The village is called Kupbagan. At least that is what fisherman and village resident Muhammad Annas said. The small cluster of houses is not on any map, and is unlikely to be noticed by any except those who live there.
There are thousands of rural habitations like this outside the capital of each governorate of Yemen. Seventy-four percent of the population lives in rural areas, and the majority of those lack the same three things: electricity, clean water, and education. Much has been said about how Yemen’s violence and instability (often abetted by U.S. drone strikes, among other things) could impact the wider world. But rarely discussed is how failures in policy and the stalled transition in Yemen’s government affects the local population.
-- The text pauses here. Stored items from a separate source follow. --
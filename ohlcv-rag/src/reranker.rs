//! Rerankers that reorder search results after retrieval.
//!
//! [`ResultRanker`] combines the backend similarity with three secondary
//! signals into a `ranking_score`:
//!
//! | factor | default weight | value |
//! |---|---|---|
//! | similarity | 0.4 | backend score, unchanged |
//! | recency | 0.2 | `max(0, 1 - days_since(end_date) / 365)`, 0.5 if undated |
//! | completeness | 0.2 | share of [`IMPORTANT_FIELDS`] present |
//! | relevance | 0.2 | share of query terms found in the text or summary |

use async_trait::async_trait;
use chrono::{NaiveDate, Utc};
use serde::{Deserialize, Serialize};
use serde_json::Value;

use crate::document::SearchResult;
use crate::error::{RagError, Result};

/// Metadata fields a complete window summary carries.
pub const IMPORTANT_FIELDS: [&str; 5] =
    ["trend", "avg_volume", "volatility", "price_range", "rsi_avg"];

/// Recency assigned when `end_date` is missing or unparseable.
pub const NEUTRAL_RECENCY: f32 = 0.5;

const END_DATE_FIELD: &str = "end_date";
const SUMMARY_FIELD: &str = "summary";

/// A reranker that re-scores and reorders search results.
///
/// Implementations can use cross-encoder models, LLM-based scoring, or
/// other strategies to improve precision beyond initial vector similarity.
#[async_trait]
pub trait Reranker: Send + Sync {
    /// Rerank search results given the original query.
    ///
    /// Returns results in a new order with potentially updated scores.
    async fn rerank(&self, query: &str, results: Vec<SearchResult>) -> Result<Vec<SearchResult>>;
}

/// A no-op reranker that returns results unchanged.
///
/// # Example
///
/// ```rust,ignore
/// use ohlcv_rag::{NoOpReranker, Reranker};
///
/// let reranked = NoOpReranker.rerank("query", results).await?;
/// // same order, same scores
/// ```
#[derive(Debug, Clone, Copy, Default)]
pub struct NoOpReranker;

#[async_trait]
impl Reranker for NoOpReranker {
    async fn rerank(&self, _query: &str, results: Vec<SearchResult>) -> Result<Vec<SearchResult>> {
        Ok(results)
    }
}

/// Weights of the four ranking factors.
#[derive(Debug, Clone, Copy, PartialEq, Serialize, Deserialize)]
#[serde(default)]
pub struct RankingWeights {
    /// Weight of the backend similarity score.
    pub similarity: f32,
    /// Weight of the recency factor.
    pub recency: f32,
    /// Weight of the metadata completeness factor.
    pub completeness: f32,
    /// Weight of the lexical relevance factor.
    pub relevance: f32,
}

impl Default for RankingWeights {
    fn default() -> Self {
        Self { similarity: 0.4, recency: 0.2, completeness: 0.2, relevance: 0.2 }
    }
}

impl RankingWeights {
    /// Check that every weight is finite and non-negative and at least one
    /// is positive.
    pub fn validate(&self) -> Result<()> {
        let weights = [self.similarity, self.recency, self.completeness, self.relevance];
        if weights.iter().any(|w| !w.is_finite() || *w < 0.0) {
            return Err(RagError::ConfigError(format!(
                "ranking weights must be finite and non-negative, got {self:?}"
            )));
        }
        if weights.iter().all(|w| *w == 0.0) {
            return Err(RagError::ConfigError("ranking weights must not all be zero".to_string()));
        }
        Ok(())
    }
}

/// The per-factor values behind a ranking score, each in `[0, 1]`.
#[derive(Debug, Clone, Copy, PartialEq)]
pub struct RankingFactors {
    /// Backend similarity.
    pub similarity: f32,
    /// Recency of `end_date`.
    pub recency: f32,
    /// Metadata completeness.
    pub completeness: f32,
    /// Lexical overlap with the query.
    pub relevance: f32,
}

impl RankingFactors {
    /// Weighted sum of the factors.
    pub fn combine(&self, weights: &RankingWeights) -> f32 {
        self.similarity * weights.similarity
            + self.recency * weights.recency
            + self.completeness * weights.completeness
            + self.relevance * weights.relevance
    }
}

/// Multi-factor ranker for OHLCV window results.
///
/// Ranking is deterministic for a fixed reference date. Results with
/// equal ranking scores keep their input order.
#[derive(Debug, Clone, Default)]
pub struct ResultRanker {
    weights: RankingWeights,
    reference_date: Option<NaiveDate>,
}

impl ResultRanker {
    /// A ranker with default weights, measuring recency from today (UTC).
    pub fn new() -> Self {
        Self::default()
    }

    /// Use custom weights.
    ///
    /// # Errors
    ///
    /// Returns [`RagError::ConfigError`] if the weights are invalid.
    pub fn with_weights(mut self, weights: RankingWeights) -> Result<Self> {
        weights.validate()?;
        self.weights = weights;
        Ok(self)
    }

    /// Measure recency from a fixed date instead of today.
    pub fn with_reference_date(mut self, date: NaiveDate) -> Self {
        self.reference_date = Some(date);
        self
    }

    /// The configured weights.
    pub fn weights(&self) -> &RankingWeights {
        &self.weights
    }

    fn today(&self) -> NaiveDate {
        self.reference_date.unwrap_or_else(|| Utc::now().date_naive())
    }

    /// Compute the ranking factors of a single result.
    pub fn factors(&self, result: &SearchResult, query: &str) -> RankingFactors {
        RankingFactors {
            similarity: result.score.clamp(0.0, 1.0),
            recency: recency(result.metadata.get(END_DATE_FIELD), self.today()),
            completeness: completeness(result),
            relevance: relevance(result, query),
        }
    }

    /// Return a new list with `ranking_score` set on every result, sorted
    /// by descending ranking score. The input is not modified.
    pub fn rank(&self, results: &[SearchResult], query: &str) -> Vec<SearchResult> {
        let mut ranked: Vec<SearchResult> = results
            .iter()
            .map(|result| {
                let mut result = result.clone();
                result.ranking_score = Some(self.factors(&result, query).combine(&self.weights));
                result
            })
            .collect();

        // `sort_by` is stable: ties keep the similarity order.
        ranked.sort_by(|a, b| {
            let a = a.ranking_score.unwrap_or(0.0);
            let b = b.ranking_score.unwrap_or(0.0);
            b.partial_cmp(&a).unwrap_or(std::cmp::Ordering::Equal)
        });
        ranked
    }
}

#[async_trait]
impl Reranker for ResultRanker {
    async fn rerank(&self, query: &str, results: Vec<SearchResult>) -> Result<Vec<SearchResult>> {
        Ok(self.rank(&results, query))
    }
}

/// Parse `YYYY-MM-DD`, also accepting a timestamp with that date prefix.
fn parse_date(value: &str) -> Option<NaiveDate> {
    NaiveDate::parse_from_str(value, "%Y-%m-%d")
        .ok()
        .or_else(|| value.get(..10).and_then(|d| NaiveDate::parse_from_str(d, "%Y-%m-%d").ok()))
}

fn recency(end_date: Option<&Value>, today: NaiveDate) -> f32 {
    let Some(date) = end_date.and_then(Value::as_str).and_then(parse_date) else {
        return NEUTRAL_RECENCY;
    };
    let days = (today - date).num_days() as f32;
    (1.0 - days / 365.0).clamp(0.0, 1.0)
}

fn completeness(result: &SearchResult) -> f32 {
    let present = IMPORTANT_FIELDS
        .iter()
        .filter(|field| result.metadata.get(**field).is_some_and(|v| !v.is_null()))
        .count();
    present as f32 / IMPORTANT_FIELDS.len() as f32
}

fn relevance(result: &SearchResult, query: &str) -> f32 {
    let query = query.to_lowercase();
    let terms: Vec<&str> = query.split_whitespace().collect();
    if terms.is_empty() {
        return 0.0;
    }

    let mut content = result.document.to_lowercase();
    if let Some(summary) = result.metadata_str(SUMMARY_FIELD) {
        content.push(' ');
        content.push_str(&summary.to_lowercase());
    }

    let hits = terms.iter().filter(|term| content.contains(**term)).count();
    hits as f32 / terms.len() as f32
}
Running along the beachside route toward Kubagan, there is a small flexible tube. It’s a garden hose running all the way from the next town, and it’s the only source of clean water the village has.
There are no power lines in sight, and just like everywhere in Yemen, Mohammad Annas says, “Ma fi kaharaba”—there’s no electricity. At least when there is power, residents of Kupbagan can glimpse the lights of Little Aden nearby.
The most important thing for the future of Yemen is also missing: education. “There is no school here, not even a teacher. If we had a teacher they could meet in our houses, but no,” says Mohammad. “I want my daughters to go to school, but the nearest one is far, and they can’t walk there alone.”
Some Yemenis say the situation was better before the revolution; others say Yemen has a brighter future now. Yet most agree that, in their daily lives, nothing has changed.